** Opening Source records block **

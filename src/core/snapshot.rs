//! Exchange rate snapshot model

use chrono::{DateTime, NaiveDate, Utc};
use rust_decimal::Decimal;
use serde::{Deserialize, Serialize};
use std::collections::BTreeMap;

/// Currency code (e.g. `USD`) to rate against the feed's base currency.
///
/// The member set is whatever the feed published that day.
pub type Rates = BTreeMap<String, Decimal>;

/// One date's captured rates. At most one exists per `date`; a later write
/// for the same date replaces it entirely.
#[derive(Debug, Clone, PartialEq, Serialize, Deserialize)]
pub struct ExchangeRateSnapshot {
    pub date: NaiveDate,
    pub timezone: String,
    pub rates: Rates,
    pub timestamp: DateTime<Utc>,
}

impl ExchangeRateSnapshot {
    pub fn new(date: NaiveDate, rates: Rates, timezone: &str, timestamp: DateTime<Utc>) -> Self {
        Self {
            date,
            timezone: timezone.to_string(),
            rates,
            timestamp,
        }
    }

    pub fn rate(&self, currency: &str) -> Option<Decimal> {
        self.rates.get(currency).copied()
    }
}
use tracing::level_filters::LevelFilter;
use tracing_subscriber::{
    EnvFilter, filter::Targets, fmt, prelude::__tracing_subscriber_SubscriberExt,
    util::SubscriberInitExt,
};

/// Installs the global subscriber. Outcomes are logged at `info` so the
/// ingestor stays observable without `--verbose`.
pub fn init_logging(verbose: bool) {
    let (level_filter, level) = if verbose {
        (LevelFilter::DEBUG, "debug")
    } else {
        (LevelFilter::INFO, "info")
    };
    let app_filter = Targets::new()
        .with_target("eurofx", level_filter)
        .with_default(LevelFilter::WARN);
    let env_filter = EnvFilter::try_from_default_env().unwrap_or_else(|_| EnvFilter::new(level));

    tracing_subscriber::registry()
        .with(fmt::layer().with_target(false))
        .with(app_filter)
        .with(env_filter)
        .init();
}
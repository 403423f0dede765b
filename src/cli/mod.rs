pub mod history;
pub mod ingest;
pub mod report;
pub mod setup;
pub mod ui;
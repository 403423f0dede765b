//! Read side: today vs yesterday comparison and its request handler

use crate::compare::{ComparisonResult, compare_rates};
use crate::core::outcome::{Outcome, StageError};
use crate::core::snapshot::Rates;
use crate::core::store::SnapshotStore;
use crate::core::timezone::{reference_dates, reference_now};
use chrono::{DateTime, NaiveDate, Utc};
use serde::{Deserialize, Serialize};
use std::collections::BTreeMap;
use std::sync::Arc;
use tracing::{debug, error, instrument};

pub const ALLOWED_METHOD: &str = "GET";

/// Inbound request envelope. Only the method matters.
#[derive(Debug, Clone, Default, Deserialize)]
pub struct ApiRequest {
    #[serde(rename = "httpMethod", default)]
    pub http_method: String,
}

impl ApiRequest {
    pub fn new(method: &str) -> Self {
        Self {
            http_method: method.to_string(),
        }
    }
}

#[derive(Debug, Clone, PartialEq, Serialize)]
pub struct ApiResponse {
    #[serde(rename = "statusCode")]
    pub status_code: u16,
    #[serde(skip_serializing_if = "BTreeMap::is_empty")]
    pub headers: BTreeMap<String, String>,
    pub body: String,
}

impl ApiResponse {
    fn json(status_code: u16, body: String) -> Self {
        Self {
            status_code,
            headers: BTreeMap::new(),
            body,
        }
    }

    fn message(status_code: u16, message: &str) -> Self {
        Self::json(status_code, serde_json::json!({ "message": message }).to_string())
    }

    pub fn method_not_allowed() -> Self {
        let mut response = Self::message(405, "Method Not Allowed");
        response
            .headers
            .insert("Allow".to_string(), ALLOWED_METHOD.to_string());
        response
    }

    pub fn internal_error() -> Self {
        Self::message(500, "Internal server error")
    }
}

async fn rates_for(store: &dyn SnapshotStore, date: NaiveDate) -> Outcome<Rates> {
    let snapshot = store
        .get(date)
        .await
        .map_err(|e| StageError::Store(format!("Failed to read snapshot for {date}: {e}")))?;
    if snapshot.is_none() {
        debug!("No snapshot stored for {}", date);
    }
    Ok(snapshot.map(|s| s.rates).unwrap_or_default())
}

/// Compares the reference-timezone "today" against "yesterday" as seen at `now`.
///
/// Missing snapshots give empty or partial results; only a failed read is an error.
#[instrument(name = "Compare", skip(store))]
pub async fn compare_days(
    store: &dyn SnapshotStore,
    now: DateTime<Utc>,
) -> Outcome<ComparisonResult> {
    let generated_at = reference_now(now);
    let (current_date, previous_date) = reference_dates(now);

    let current = rates_for(store, current_date).await?;
    let previous = rates_for(store, previous_date).await?;

    Ok(ComparisonResult {
        generated_at,
        current_date,
        previous_date,
        entries: compare_rates(&current, &previous),
    })
}

pub struct Reporter {
    store: Arc<dyn SnapshotStore>,
}

impl Reporter {
    pub fn new(store: Arc<dyn SnapshotStore>) -> Self {
        Self { store }
    }

    pub async fn handle(&self, request: &ApiRequest) -> ApiResponse {
        self.handle_at(request, Utc::now()).await
    }

    /// Guards the method, then serves the comparison. Internal failures are
    /// logged in full and answered with a generic 500.
    pub async fn handle_at(&self, request: &ApiRequest, now: DateTime<Utc>) -> ApiResponse {
        if request.http_method != ALLOWED_METHOD {
            debug!("Rejecting {} request", request.http_method);
            return ApiResponse::method_not_allowed();
        }

        let result = match compare_days(self.store.as_ref(), now).await {
            Ok(result) => result,
            Err(e) => {
                error!(stage = e.stage(), error = %e, "Internal server error");
                return ApiResponse::internal_error();
            }
        };

        match serde_json::to_string(&result) {
            Ok(body) => ApiResponse::json(200, body),
            Err(e) => {
                error!(error = %e, "Failed to serialize comparison");
                ApiResponse::internal_error()
            }
        }
    }
}
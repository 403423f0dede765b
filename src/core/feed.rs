//! Feed retrieval abstraction

use crate::core::outcome::Outcome;
use async_trait::async_trait;

#[async_trait]
pub trait FeedProvider: Send + Sync {
    /// Returns the raw feed document.
    async fn fetch_document(&self) -> Outcome<String>;
}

** Closing Source records block **

The lines holding the word "Deserialize" are the answer. Pull them out of the records and copy them.

### Answer to this task
use serde::{Deserialize, Serialize};
#[derive(Debug, Clone, PartialEq, Serialize, Deserialize)]
use serde::{Deserialize, Serialize};
#[derive(Debug, Clone, Default, Deserialize)]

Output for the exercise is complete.